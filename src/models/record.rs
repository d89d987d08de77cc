//! Vital record model
//!
//! One day's recorded vital signs, serialized to the CSV columns
//! `date,bp_sys,bp_dia,pulse_rate,weight,temp,notes`.

use chrono::NaiveDate;
use serde::{Deserialize, Serialize};

/// One entry per calendar date. The date is the unique key within a table.
#[derive(Debug, Clone, PartialEq, Serialize, Deserialize)]
pub struct VitalRecord {
    #[serde(with = "csv_date")]
    pub date: NaiveDate,
    #[serde(deserialize_with = "de_lenient_i64")]
    pub bp_sys: i64,
    #[serde(deserialize_with = "de_lenient_i64")]
    pub bp_dia: i64,
    #[serde(deserialize_with = "de_lenient_i64")]
    pub pulse_rate: i64,
    #[serde(deserialize_with = "de_lenient_i64")]
    pub weight: i64,
    #[serde(deserialize_with = "de_lenient_f64")]
    pub temp: f64,
    #[serde(default)]
    pub notes: String,
}

/// Serde adapter for the `mm/dd/yyyy` date column.
mod csv_date {
    use chrono::NaiveDate;
    use serde::{Deserialize, Deserializer, Serializer};

    use crate::config::DATE_FORMAT;

    pub fn serialize<S>(date: &NaiveDate, serializer: S) -> Result<S::Ok, S::Error>
    where
        S: Serializer,
    {
        serializer.serialize_str(&date.format(DATE_FORMAT).to_string())
    }

    pub fn deserialize<'de, D>(deserializer: D) -> Result<NaiveDate, D::Error>
    where
        D: Deserializer<'de>,
    {
        let raw = String::deserialize(deserializer)?;
        NaiveDate::parse_from_str(raw.trim(), DATE_FORMAT).map_err(serde::de::Error::custom)
    }
}

// Numeric cells coerce to zero when unparsable, so a hand-edited file still
// loads and the bad cell surfaces as a missing-day candidate downstream.

fn de_lenient_i64<'de, D>(deserializer: D) -> Result<i64, D::Error>
where
    D: serde::Deserializer<'de>,
{
    let raw = String::deserialize(deserializer)?;
    Ok(raw.trim().parse::<f64>().map(|v| v as i64).unwrap_or(0))
}

fn de_lenient_f64<'de, D>(deserializer: D) -> Result<f64, D::Error>
where
    D: serde::Deserializer<'de>,
{
    let raw = String::deserialize(deserializer)?;
    Ok(raw.trim().parse::<f64>().unwrap_or(0.0))
}

/// Blood-pressure risk tier for a validated reading.
#[derive(Debug, Clone, Copy, PartialEq, Eq)]
pub enum BpClassification {
    Normal,
    Elevated,
    HypertensionStage1,
    HypertensionStage2,
    HypertensiveCrisis,
}

impl BpClassification {
    /// Classify a validated systolic/diastolic pair. Rules are evaluated in
    /// a fixed order and the first match wins.
    ///
    /// The crisis rule (systolic > 180 or diastolic > 120) is unreachable:
    /// any such reading already matches the stage 2 rule above it. The rule
    /// table is kept as published rather than reordered.
    pub fn classify(bp_sys: i64, bp_dia: i64) -> Self {
        if (120..=129).contains(&bp_sys) && bp_dia < 80 {
            BpClassification::Elevated
        } else if (130..=139).contains(&bp_sys) || (80..=90).contains(&bp_dia) {
            BpClassification::HypertensionStage1
        } else if bp_sys >= 140 || bp_dia >= 90 {
            BpClassification::HypertensionStage2
        } else if bp_sys > 180 || bp_dia > 120 {
            BpClassification::HypertensiveCrisis
        } else {
            BpClassification::Normal
        }
    }

    pub fn as_str(&self) -> &'static str {
        match self {
            BpClassification::Normal => "normal",
            BpClassification::Elevated => "elevated",
            BpClassification::HypertensionStage1 => "hypertension stage 1",
            BpClassification::HypertensionStage2 => "hypertension stage 2",
            BpClassification::HypertensiveCrisis => "hypertensive crisis",
        }
    }

    /// Advisory printed to the user after a successful reading.
    pub fn advisory(&self) -> &'static str {
        match self {
            BpClassification::Normal => "Great. Looks normal.",
            BpClassification::Elevated => "Just saying your BP is slightly elevated",
            BpClassification::HypertensionStage1 => "High BP. Possibly hypertension stage 1",
            BpClassification::HypertensionStage2 => "High BP. Possibly hypertension stage 2",
            BpClassification::HypertensiveCrisis => {
                "High BP. Possibly hypertensive crisis. Please consult a doctor."
            }
        }
    }
}

#[cfg(test)]
mod tests {
    use super::*;

    #[test]
    fn test_classify_fixed_points() {
        assert_eq!(BpClassification::classify(125, 75), BpClassification::Elevated);
        assert_eq!(
            BpClassification::classify(135, 85),
            BpClassification::HypertensionStage1
        );
        assert_eq!(
            BpClassification::classify(145, 95),
            BpClassification::HypertensionStage2
        );
        assert_eq!(BpClassification::classify(115, 70), BpClassification::Normal);
    }

    #[test]
    fn test_classify_priority_order() {
        // 125/85 matches both the elevated systolic band and the stage 1
        // diastolic band; stage 1 wins because elevated requires dia < 80.
        assert_eq!(
            BpClassification::classify(125, 85),
            BpClassification::HypertensionStage1
        );
        // Diastolic 90 sits in both the stage 1 band [80,90] and the stage 2
        // threshold; the earlier rule wins.
        assert_eq!(
            BpClassification::classify(110, 90),
            BpClassification::HypertensionStage1
        );
    }

    #[test]
    fn test_crisis_rule_is_unreachable() {
        // Readings above the crisis thresholds always satisfy the stage 2
        // rule first, so the crisis tier is never produced.
        assert_eq!(
            BpClassification::classify(190, 125),
            BpClassification::HypertensionStage2
        );
        assert_eq!(
            BpClassification::classify(240, 40),
            BpClassification::HypertensionStage2
        );
    }

    #[test]
    fn test_classify_boundaries() {
        assert_eq!(BpClassification::classify(119, 79), BpClassification::Normal);
        assert_eq!(BpClassification::classify(120, 79), BpClassification::Elevated);
        assert_eq!(
            BpClassification::classify(130, 70),
            BpClassification::HypertensionStage1
        );
        assert_eq!(
            BpClassification::classify(140, 70),
            BpClassification::HypertensionStage2
        );
    }
}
•••
Task description:
Reproduce each record exactly, leaving nothing out.

Completed exercise:
filename src/models/record.rs
repository d89d987d08de77cc
//! Vital record model
//!
//! One day's recorded vital signs, serialized to the CSV columns
//! `date,bp_sys,bp_dia,pulse_rate,weight,temp,notes`.

use chrono::NaiveDate;
use serde::{Deserialize, Serialize};

/// One entry per calendar date. The date is the unique key within a table.
#[derive(Debug, Clone, PartialEq, Serialize, Deserialize)]
pub struct VitalRecord {
    #[serde(with = "csv_date")]
    pub date: NaiveDate,
    #[serde(deserialize_with = "de_lenient_i64")]
    pub bp_sys: i64,
    #[serde(deserialize_with = "de_lenient_i64")]
    pub bp_dia: i64,
    #[serde(deserialize_with = "de_lenient_i64")]
    pub pulse_rate: i64,
    #[serde(deserialize_with = "de_lenient_i64")]
    pub weight: i64,
    #[serde(deserialize_with = "de_lenient_f64")]
    pub temp: f64,
    #[serde(default)]
    pub notes: String,
}

/// Serde adapter for the `mm/dd/yyyy` date column.
mod csv_date {
    use chrono::NaiveDate;
    use serde::{Deserialize, Deserializer, Serializer};

    use crate::config::DATE_FORMAT;

    pub fn serialize<S>(date: &NaiveDate, serializer: S) -> Result<S::Ok, S::Error>
    where
        S: Serializer,
    {
        serializer.serialize_str(&date.format(DATE_FORMAT).to_string())
    }

    pub fn deserialize<'de, D>(deserializer: D) -> Result<NaiveDate, D::Error>
    where
        D: Deserializer<'de>,
    {
        let raw = String::deserialize(deserializer)?;
        NaiveDate::parse_from_str(raw.trim(), DATE_FORMAT).map_err(serde::de::Error::custom)
    }
}

// Numeric cells coerce to zero when unparsable, so a hand-edited file still
// loads and the bad cell surfaces as a missing-day candidate downstream.

fn de_lenient_i64<'de, D>(deserializer: D) -> Result<i64, D::Error>
where
    D: serde::Deserializer<'de>,
{
    let raw = String::deserialize(deserializer)?;
    Ok(raw.trim().parse::<f64>().map(|v| v as i64).unwrap_or(0))
}

fn de_lenient_f64<'de, D>(deserializer: D) -> Result<f64, D::Error>
where
    D: serde::Deserializer<'de>,
{
    let raw = String::deserialize(deserializer)?;
    Ok(raw.trim().parse::<f64>().unwrap_or(0.0))
}

/// Blood-pressure risk tier for a validated reading.
#[derive(Debug, Clone, Copy, PartialEq, Eq)]
pub enum BpClassification {
    Normal,
    Elevated,
    HypertensionStage1,
    HypertensionStage2,
    HypertensiveCrisis,
}

impl BpClassification {
    /// Classify a validated systolic/diastolic pair. Rules are evaluated in
    /// a fixed order and the first match wins.
    ///
    /// The crisis rule (systolic > 180 or diastolic > 120) is unreachable:
    /// any such reading already matches the stage 2 rule above it. The rule
    /// table is kept as published rather than reordered.
    pub fn classify(bp_sys: i64, bp_dia: i64) -> Self {
        if (120..=129).contains(&bp_sys) && bp_dia < 80 {
            BpClassification::Elevated
        } else if (130..=139).contains(&bp_sys) || (80..=90).contains(&bp_dia) {
            BpClassification::HypertensionStage1
        } else if bp_sys >= 140 || bp_dia >= 90 {
            BpClassification::HypertensionStage2
        } else if bp_sys > 180 || bp_dia > 120 {
            BpClassification::HypertensiveCrisis
        } else {
            BpClassification::Normal
        }
    }

    pub fn as_str(&self) -> &'static str {
        match self {
            BpClassification::Normal => "normal",
            BpClassification::Elevated => "elevated",
            BpClassification::HypertensionStage1 => "hypertension stage 1",
            BpClassification::HypertensionStage2 => "hypertension stage 2",
            BpClassification::HypertensiveCrisis => "hypertensive crisis",
        }
    }

    /// Advisory printed to the user after a successful reading.
    pub fn advisory(&self) -> &'static str {
        match self {
            BpClassification::Normal => "Great. Looks normal.",
            BpClassification::Elevated => "Just saying your BP is slightly elevated",
            BpClassification::HypertensionStage1 => "High BP. Possibly hypertension stage 1",
            BpClassification::HypertensionStage2 => "High BP. Possibly hypertension stage 2",
            BpClassification::HypertensiveCrisis => {
                "High BP. Possibly hypertensive crisis. Please consult a doctor."
            }
        }
    }
}

#[cfg(test)]
mod tests {
    use super::*;

    #[test]
    fn test_classify_fixed_points() {
        assert_eq!(BpClassification::classify(125, 75), BpClassification::Elevated);
        assert_eq!(
            BpClassification::classify(135, 85),
            BpClassification::HypertensionStage1
        );
        assert_eq!(
            BpClassification::classify(145, 95),
            BpClassification::HypertensionStage2
        );
        assert_eq!(BpClassification::classify(115, 70), BpClassification::Normal);
    }

    #[test]
    fn test_classify_priority_order() {
        // 125/85 matches both the elevated systolic band and the stage 1
        // diastolic band; stage 1 wins because elevated requires dia < 80.
        assert_eq!(
            BpClassification::classify(125, 85),
            BpClassification::HypertensionStage1
        );
        // Diastolic 90 sits in both the stage 1 band [80,90] and the stage 2
        // threshold; the earlier rule wins.
        assert_eq!(
            BpClassification::classify(110, 90),
            BpClassification::HypertensionStage1
        );
    }

    #[test]
    fn test_crisis_rule_is_unreachable() {
        // Readings above the crisis thresholds always satisfy the stage 2
        // rule first, so the crisis tier is never produced.
        assert_eq!(
            BpClassification::classify(190, 125),
            BpClassification::HypertensionStage2
        );
        assert_eq!(
            BpClassification::classify(240, 40),
            BpClassification::HypertensionStage2
        );
    }

    #[test]
    fn test_classify_boundaries() {
        assert_eq!(BpClassification::classify(119, 79), BpClassification::Normal);
        assert_eq!(BpClassification::classify(120, 79), BpClassification::Elevated);
        assert_eq!(
            BpClassification::classify(130, 70),
            BpClassification::HypertensionStage1
        );
        assert_eq!(
            BpClassification::classify(140, 70),
            BpClassification::HypertensionStage2
        );
    }
}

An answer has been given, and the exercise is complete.